5 responses to “The human side of forclosure”

  1. Tim Schmoyer Avatar

    I have an ingenious new financial plan for Americans: Spend less than you make (and pay cash).

  2. adam mclane Avatar

    Tim, even people who lived within their means have gotten in trouble. If your house dropped in value 50% in 2 years, it wouldn’t matter how much Dave Ramsey/budgeting you did. With falling incomes and rising taxes, utilities, and an ARM that adjusts up… even families who had no debt eventually go under. It just happens a little faster for those who had student loans and credit cards.

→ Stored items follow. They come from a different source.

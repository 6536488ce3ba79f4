use std::net::SocketAddr;

use dotenvy::dotenv;
use mesrs::logging::{init_tracing, shutdown_tracer};
use mesrs::metrics::{init_metrics, metrics_app};
use mesrs::router::init_router;
use mesrs::state::init_app_state;
use tracing::info;

#[tokio::main]
async fn main() -> anyhow::Result<()> {
    dotenv().ok();
    init_tracing();

    let state = init_app_state().await?;
    let mut app = init_router(state);

    if let Some(handle) = init_metrics() {
        app = app.merge(metrics_app(handle));
        info!("Prometheus metrics exposed on /metrics");
    }

    let port: u16 = std::env::var("PORT")
        .ok()
        .and_then(|p| p.parse().ok())
        .unwrap_or(3000);
    let listener = tokio::net::TcpListener::bind(("0.0.0.0", port)).await?;

    info!(port, "Server running on http://localhost:{}", port);
    info!("Swagger UI available at http://localhost:{}/swagger-ui", port);
    info!("Scalar UI available at http://localhost:{}/scalar", port);

    axum::serve(
        listener,
        app.into_make_service_with_connect_info::<SocketAddr>(),
    )
    .with_graceful_shutdown(shutdown_signal())
    .await?;

    shutdown_tracer().await;
    Ok(())
}

async fn shutdown_signal() {
    if let Err(e) = tokio::signal::ctrl_c().await {
        tracing::error!(error = %e, "Failed to listen for shutdown signal");
        std::future::pending::<()>().await;
    }
    info!("Shutdown signal received");
}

    It’s awful tough to label millions of people caught in this as bad money managers. Thing is, they are trapped and need help. They can’t even sell… so foreclosure is really the only option.

  3. Barb Avatar

    How sad, it breaks my heart. I know that many people should have never bought a house that was way over their budgets – but I also know too many people who through no fault of their own, lost jobs, and lost or may be losing their houses. We can’t be to quick to put the blame on the home owners without knowing their situation. Even then, tell me one person you know that hasn’t made a bad decision in their lives, some have bigger consequences than other that’s all. We need to be praying for these people and be listening to see if the Lord is prompting you to help out.

  4. Tim Schmoyer Avatar

    Oh yeah, I totally feel for those people and I’m sure there are people who are very wise with their money who are in trouble. Obviously, my comment above was a generality for all of America. We are consumers and a lot of us consume until it bites us in the butt (again, generally speaking).

  5. adam mclane Avatar

    That’s the thing. I think generally speaking, the people in trouble are just normal people like you and me. If a house takes 12-18 months to sell and you lose your job and need to move to find a new one in 1 month… no amount of pre-planning can account for 11-15 months of double mortgage payments. It’s a mess and its going to take some time to figure out exactly what happened. Bad lending is certainly part of it. Bad public policy that drove those decisions is likely part of it. Poor personal choice is likely part of it. A more transient culture seems like it is part of it. (30 year mortgage when you live somewhere 4-5 years is a bad idea.)

    People in Detroit will tell you, this was coming for a long, long time. And with 10% of the US economy tied to automotive… that tanking spun things out of control in that region bigtime.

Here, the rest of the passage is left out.